Every year, more than $2 billion is up for grabs nationally through the federal Small Business Innovative Research (SBIR) and Small Business Technology Transfer (STTR) programs. Enter the Wyoming SBIR/STTR Initiative (WSSI), helping to connect Wyoming businesses with 11 federal agencies looking for research.
While companies nationwide compete for Phase I and II contracts and grants, Wyoming is unique in that it offers a Phase 0 program funded by the WBC to help businesses. The $5,000 awards allow businesses to dedicate efforts to preparing their Phase I proposals.
WSSI Program Manager Gene Watson says the Phase 0 program is integral to WSSI’s success. “One of the key things is they also get a Wyoming mentor who has been successful in the program,” he says.

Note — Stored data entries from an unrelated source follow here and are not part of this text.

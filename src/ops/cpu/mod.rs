//! CPU implementation of tensor operations.

mod lrn;
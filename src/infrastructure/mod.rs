//! Infrastructure layer - External service implementations

pub mod directory;
pub mod logging;
pub mod migrations;
pub mod services;
pub mod shadow_key;
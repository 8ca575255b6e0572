//! Application services

mod key_lifecycle_service;
mod key_service;
mod provisioning_service;
mod reconciliation_service;
mod user_locks;

pub use key_lifecycle_service::{mask_secret, CreateKeyRequest, IssuedSecret, KeyLifecycleService};
pub use key_service::KeyService;
pub use provisioning_service::ProvisioningService;
pub use reconciliation_service::{ReconciliationService, VisibleKey};
pub use user_locks::{UserGuard, UserLocks};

“People have received about $50 million in research contracts and grants statewide in a variety of industries,” Gern says.

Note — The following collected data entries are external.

//! Reconciliation engine - converges shadow records onto the directory listing

use std::collections::{HashMap, HashSet};
use std::sync::Arc;

use chrono::{DateTime, Utc};
use serde::Serialize;
use tracing::{debug, info, warn};

use super::user_locks::UserLocks;
use crate::domain::{
    CredentialDirectory, DomainError, KeyType, NewShadowKey, RemoteKeyView, ShadowKeyId,
    ShadowKeyRecord, ShadowKeyRepository, UserId,
};

/// An active key as shown to its owner: local metadata merged with live upstream fields
#[derive(Debug, Clone, PartialEq, Serialize)]
pub struct VisibleKey {
    pub key_id: String,
    pub name: String,
    pub mask: String,
    #[serde(rename = "type")]
    pub key_type: KeyType,
    pub created_at: DateTime<Utc>,
    pub spend: f64,
    #[serde(skip_serializing_if = "Option::is_none")]
    pub expires_at: Option<DateTime<Utc>>,
}

impl VisibleKey {
    fn merge(record: &ShadowKeyRecord, view: &RemoteKeyView) -> Self {
        Self {
            key_id: record.remote_key_id().to_string(),
            name: record.name().to_string(),
            mask: record.mask().to_string(),
            key_type: record.key_type(),
            created_at: record.created_at(),
            spend: view.spend,
            expires_at: record.expires_at(),
        }
    }
}

/// Brings a user's shadow records in line with the directory.
///
/// Afterwards a record is active exactly when its key appears in the
/// latest listing without a past expiry.
pub struct ReconciliationService {
    store: Arc<dyn ShadowKeyRepository>,
    directory: Arc<dyn CredentialDirectory>,
    locks: Arc<UserLocks>,
}

/// Working copy of one user's records during a pass
struct Pass {
    records: Vec<ShadowKeyRecord>,
    by_remote_id: HashMap<String, usize>,
    seen: HashSet<ShadowKeyId>,
}

impl Pass {
    fn new(records: Vec<ShadowKeyRecord>) -> Self {
        let mut by_remote_id: HashMap<String, usize> = HashMap::new();

        // Records arrive in ascending id order, so a later record is newer
        for (idx, record) in records.iter().enumerate() {
            match by_remote_id.get(record.remote_key_id()) {
                Some(&current) if records[current].is_active() && !record.is_active() => {}
                _ => {
                    by_remote_id.insert(record.remote_key_id().to_string(), idx);
                }
            }
        }

        Self {
            records,
            by_remote_id,
            seen: HashSet::new(),
        }
    }

    fn exact(&self, remote_key_id: &str) -> Option<usize> {
        self.by_remote_id
            .get(remote_key_id)
            .copied()
            .filter(|&idx| !self.seen.contains(&self.records[idx].id()))
    }

    /// Newest unclaimed record with the same name whose identifier is not in the listing.
    ///
    /// Keys without an alias are never correlated by name.
    fn drifted(&self, view: &RemoteKeyView, listed: &HashSet<&str>) -> Option<usize> {
        if view.alias.is_empty() {
            return None;
        }

        self.records
            .iter()
            .enumerate()
            .rev()
            .find(|(_, record)| {
                record.name() == view.alias
                    && record.remote_key_id() != view.remote_key_id
                    && !listed.contains(record.remote_key_id())
                    && !self.seen.contains(&record.id())
            })
            .map(|(idx, _)| idx)
    }

    fn push(&mut self, record: ShadowKeyRecord) -> usize {
        let idx = self.records.len();
        self.by_remote_id
            .insert(record.remote_key_id().to_string(), idx);
        self.records.push(record);
        idx
    }
}

impl ReconciliationService {
    pub fn new(
        store: Arc<dyn ShadowKeyRepository>,
        directory: Arc<dyn CredentialDirectory>,
        locks: Arc<UserLocks>,
    ) -> Self {
        Self {
            store,
            directory,
            locks,
        }
    }

    /// Reconcile `user_id`'s records and return the keys that are live upstream
    pub async fn reconcile(&self, user_id: &UserId) -> Result<Vec<VisibleKey>, DomainError> {
        let _guard = self.locks.lock(user_id).await;
        self.reconcile_at(user_id, Utc::now()).await
    }

    async fn reconcile_at(
        &self,
        user_id: &UserId,
        now: DateTime<Utc>,
    ) -> Result<Vec<VisibleKey>, DomainError> {
        let records = self.store.list_for_user(user_id).await?;
        let listing = self.directory.list_keys(user_id).await?;

        let owned: Vec<&RemoteKeyView> = listing
            .iter()
            .filter(|view| {
                let owned = view.is_owned_by(user_id);
                if !owned {
                    debug!(user_id = %user_id, remote_key_id = %view.remote_key_id, "Skipping key owned by another user");
                }
                owned
            })
            .collect();
        let listed: HashSet<&str> = owned.iter().map(|v| v.remote_key_id.as_str()).collect();

        let mut pass = Pass::new(records);
        let mut processed: HashSet<&str> = HashSet::new();
        let mut visible = Vec::new();

        for view in owned {
            if !processed.insert(view.remote_key_id.as_str()) {
                warn!(user_id = %user_id, remote_key_id = %view.remote_key_id, "Duplicate key in directory listing");
                continue;
            }

            let expires_at = view.expires_at();
            let expired_at = expires_at.filter(|at| *at < now);

            let idx = match pass.exact(&view.remote_key_id) {
                Some(idx) => idx,
                None => match pass.drifted(view, &listed) {
                    Some(idx) => {
                        info!(
                            user_id = %user_id,
                            name = %view.alias,
                            from = %pass.records[idx].remote_key_id(),
                            to = %view.remote_key_id,
                            "Repairing drifted key identifier"
                        );
                        idx
                    }
                    None => {
                        let record = self.adopt(user_id, view).await?;
                        pass.push(record)
                    }
                },
            };

            let mut record = pass.records[idx].clone();
            if record.remote_key_id() != view.remote_key_id {
                pass.by_remote_id.remove(record.remote_key_id());
                record.rebind(&view.remote_key_id);
                pass.by_remote_id.insert(view.remote_key_id.clone(), idx);
            } else {
                record.confirm_identity();
            }

            match expired_at {
                Some(at) => {
                    if record.is_active() {
                        info!(user_id = %user_id, remote_key_id = %view.remote_key_id, "Key expired");
                    }
                    record.expire(at);
                }
                None => record.activate(expires_at),
            }

            if record != pass.records[idx] {
                record = self.store.update(&record).await?;
            }

            if record.is_active() {
                visible.push(VisibleKey::merge(&record, view));
            }

            pass.seen.insert(record.id());
            pass.records[idx] = record;
        }

        for record in pass.records.iter_mut() {
            if record.is_active() && !pass.seen.contains(&record.id()) {
                info!(
                    user_id = %user_id,
                    remote_key_id = %record.remote_key_id(),
                    "Key absent from directory, revoking"
                );
                record.revoke(now);
                self.store.update(record).await?;
            }
        }

        Ok(visible)
    }

    /// Start tracking a key that was issued outside this service
    async fn adopt(
        &self,
        user_id: &UserId,
        view: &RemoteKeyView,
    ) -> Result<ShadowKeyRecord, DomainError> {
        info!(user_id = %user_id, remote_key_id = %view.remote_key_id, name = %view.alias, "Tracking untracked directory key");

        let key = NewShadowKey::new(
            user_id.clone(),
            &view.remote_key_id,
            &view.alias,
            &view.remote_key_id,
            KeyType::Standard,
        );

        self.store.create(key).await
    }
}

impl std::fmt::Debug for ReconciliationService {
    fn fmt(&self, f: &mut std::fmt::Formatter<'_>) -> std::fmt::Result {
        f.debug_struct("ReconciliationService")
            .field("store", &self.store)
            .finish()
    }
}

Mountain Meadow Wool in Buffalo, Wyo., is one of the businesses that received Phase 0 awards. “This helped us become successful proposal writers, and we went on to receive four USDA [research] grants,” says co-founder and UW alumnae Valerie Spanos. “We were a couple of stay-at-home-moms. Our community is full of sheep ranchers. They couldn’t get very good prices for their wool, and we were thinking that surely someone could do something to market the fiber from Wyoming, which we felt was superior.”
Their company aims to solve that problem by working directly with the suppliers and using a new wool-processing system that is water and energy efficient and addresses the end use of all waste created.
“It would have been totally different without WSSI’s help,” co-founder Karen Hostetler says. “We probably never would have gone beyond cottage industry.”
While not under UW’s purview, the Wyoming Women’s Business Center is also part of the Business Assistance Network and works to promote prosperity for Wyoming women through successful entrepreneurship.
Jensen says, “This network is continually growing and expanding, and the businesses
that take advantage of it will typically enter into the system and will take advantage
of one thing, and then there’s a whole world of opportunities that opens up to them.”